Pero lo más alarmante no es lo que piensan, sino cómo llegan a pensar así. Un estudio reciente publicado en Deviant Behavior (2025) describe el proceso como una forma de radicalización digital gradual. Todo comienza con la búsqueda de pertenencia: un joven se siente rechazado o solo, entra a un foro para desahogarse, y ahí encuentra a otros que comparten su frustración. Lo que en un principio parece comprensión se convierte en validación del resentimiento.
Los algoritmos de las redes sociales refuerzan ese ciclo. Cada clic hacía un video o publicación sobre “rechazo femenino” o “masculinidad moderna” alimenta una cadena de recomendaciones cada vez más extremas: teorías sobre cómo las mujeres manipulan, discursos que culpan al feminismo de todos los males, y finalmente, contenido abiertamente misógino.

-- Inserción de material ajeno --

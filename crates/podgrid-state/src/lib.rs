//! podgrid-state — the cluster state store for podgrid.
//!
//! Owns every node, pod, service, and deployment behind one readers/writer
//! lock, and enforces the resource and referential invariants:
//!
//! - a node's allocation never exceeds its capacity
//! - a Running pod is bound and counted in its node's allocation
//! - service endpoints equal the Running pods matching the selector
//!
//! # Architecture
//!
//! ```text
//! ClusterState (Arc<RwLock<..>>, Clone + Send + Sync)
//!   ├── nodes        name → Node
//!   ├── pods         uid  → Pod      (uid counter never reused)
//!   ├── services     name → Service  (VIP counter never reused)
//!   └── deployments  name → Deployment
//! ```
//!
//! Collections are ordered maps, so every listing is deterministic.
//! [`ClusterSnapshot`] is the serialized form handed to persistence backends.

pub mod error;
pub mod snapshot;
pub mod store;
pub mod types;

pub use error::{ClusterError, ClusterResult};
pub use snapshot::ClusterSnapshot;
pub use store::ClusterState;
pub use types::*;
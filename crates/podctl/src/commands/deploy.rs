use serde::Serialize;
use tabled::Tabled;

use podgrid_controller::{create_deployment, scale_deployment};
use podgrid_state::{ClusterState, Deployment};

use crate::labels::{format_labels, labels_or_app};
use crate::output::{OutputFormat, render_list, render_value};

#[derive(Tabled)]
struct DeploymentRow {
    #[tabled(rename = "NAME")]
    name: String,
    #[tabled(rename = "IMAGE")]
    image: String,
    #[tabled(rename = "READY")]
    ready: String,
    #[tabled(rename = "CPU")]
    cpu: u64,
    #[tabled(rename = "MEM")]
    mem: u64,
    #[tabled(rename = "SELECTOR")]
    selector: String,
}

/// A deployment with its Running replica count.
#[derive(Serialize)]
struct DeploymentView {
    #[serde(flatten)]
    deployment: Deployment,
    running: usize,
}

impl From<DeploymentView> for DeploymentRow {
    fn from(v: DeploymentView) -> Self {
        let d = v.deployment;
        Self {
            ready: format!("{}/{}", v.running, d.replicas),
            name: d.name,
            image: d.image,
            cpu: d.cpu_request,
            mem: d.mem_request,
            selector: format_labels(&d.selector),
        }
    }
}

/// Flags for `deploy create`.
#[derive(Debug, Clone)]
pub struct CreateDeployment {
    pub name: String,
    pub image: String,
    pub replicas: u32,
    pub cpu: u64,
    pub mem: u64,
    pub selector: String,
    pub labels: String,
}

pub fn create(state: &ClusterState, args: CreateDeployment, format: OutputFormat) -> anyhow::Result<String> {
    let deployment = Deployment {
        selector: labels_or_app(&args.selector, &args.name)?,
        labels: labels_or_app(&args.labels, &args.name)?,
        name: args.name,
        image: args.image,
        replicas: args.replicas,
        cpu_request: args.cpu,
        mem_request: args.mem,
    };
    let name = deployment.name.clone();
    let replicas = deployment.replicas;
    let report = create_deployment(state, deployment)?;

    let text = format!(
        "Created deployment {name} with {replicas} replicas ({} scheduled, {} failed)",
        report.schedule.bound.len(),
        report.schedule.failed.len()
    );
    render_value(&report.created, format, text)
}

pub fn scale(state: &ClusterState, name: &str, replicas: u32, format: OutputFormat) -> anyhow::Result<String> {
    let report = scale_deployment(state, name, replicas)?;
    let text = format!(
        "Scaled {name} to {replicas} replicas (+{} -{})",
        report.created.len(),
        report.deleted.len()
    );
    render_value(&state.get_deployment(name), format, text)
}

pub fn list(state: &ClusterState, format: OutputFormat) -> anyhow::Result<String> {
    let views: Vec<DeploymentView> = state
        .deployments()
        .into_iter()
        .map(|deployment| {
            let running = state
                .select_pods(&deployment.selector)
                .iter()
                .filter(|p| p.is_running())
                .count();
            DeploymentView { deployment, running }
        })
        .collect();
    render_list(views, format, "No deployments present", DeploymentRow::from)
}
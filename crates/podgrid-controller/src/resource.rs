//! Resource usage reporting across nodes.

use serde::Serialize;

use podgrid_state::ClusterState;

/// Used vs. capacity for one node.
#[derive(Debug, Clone, PartialEq, Eq, Serialize)]
pub struct NodeResourceRow {
    pub name: String,
    pub cpu_used: u64,
    pub cpu_capacity: u64,
    pub mem_used: u64,
    pub mem_capacity: u64,
}

/// Totals over every node in the cluster.
#[derive(Debug, Clone, Default, PartialEq, Eq, Serialize)]
pub struct ClusterCapacity {
    pub cpu_used: u64,
    pub cpu_total: u64,
    pub mem_used: u64,
    pub mem_total: u64,
}

/// One row per node, sorted by name.
pub fn node_resource_table(state: &ClusterState) -> Vec<NodeResourceRow> {
    state
        .nodes()
        .into_iter()
        .map(|n| NodeResourceRow {
            name: n.name,
            cpu_used: n.cpu_allocated,
            cpu_capacity: n.cpu_capacity,
            mem_used: n.mem_allocated,
            mem_capacity: n.mem_capacity,
        })
        .collect()
}

pub fn cluster_capacity(state: &ClusterState) -> ClusterCapacity {
    state
        .nodes()
        .iter()
        .fold(ClusterCapacity::default(), |mut acc, n| {
            acc.cpu_used += n.cpu_allocated;
            acc.cpu_total += n.cpu_capacity;
            acc.mem_used += n.mem_allocated;
            acc.mem_total += n.mem_capacity;
            acc
        })
}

En cuestión de semanas, el usuario ya no solo se siente incomprendido, sino convencido de que es víctima de una conspiración.
Los investigadores lo describen como una comunidad de reforzamiento emocional negativo: cada mensaje de odio encuentra eco, cada historia de frustración recibe aplauso, y cada duda se aplasta con una narrativa de “ellos contra nosotros”. En ese entorno, la violencia deja de parecer irracional y empieza a verse como una forma de justicia personal.
Su peligro está ahí: en la normalización. Muchos adolescentes llegan a esos espacios por curiosidad, buscando compañía o respuestas a su frustración, y terminan atrapados en una lógica que transforma la tristeza en ideología. Como muestra el caso del CCH, no se trata de monstruos aislados, sino de jóvenes que crecen en un entorno sin educación emocional, sin políticas públicas de salud mental y rodeados de discursos machistas que validan su enojo.
Una tarea colectiva
Frente a este panorama, México tiene una oportunidad que otros países ya perdieron: prevenir en lugar de lamentar. La educación emocional, el acompañamiento psicológico y el fortalecimiento de comunidades sanas pueden ser antídotos frente al aislamiento digital.
No se trata de censurar internet ni de criminalizar a los jóvenes que se sienten solos, sino de entender por qué buscan pertenecer a comunidades que odian. Lo contrario del odio no es el silencio, sino la escucha.
Porque los incels, al final, no nacen del deseo frustrado, sino del abandono emocional. Y mientras sigamos sin hablar de la soledad masculina, internet seguirá ofreciendo la respuesta más rápida , aunque sea la más peligrosa.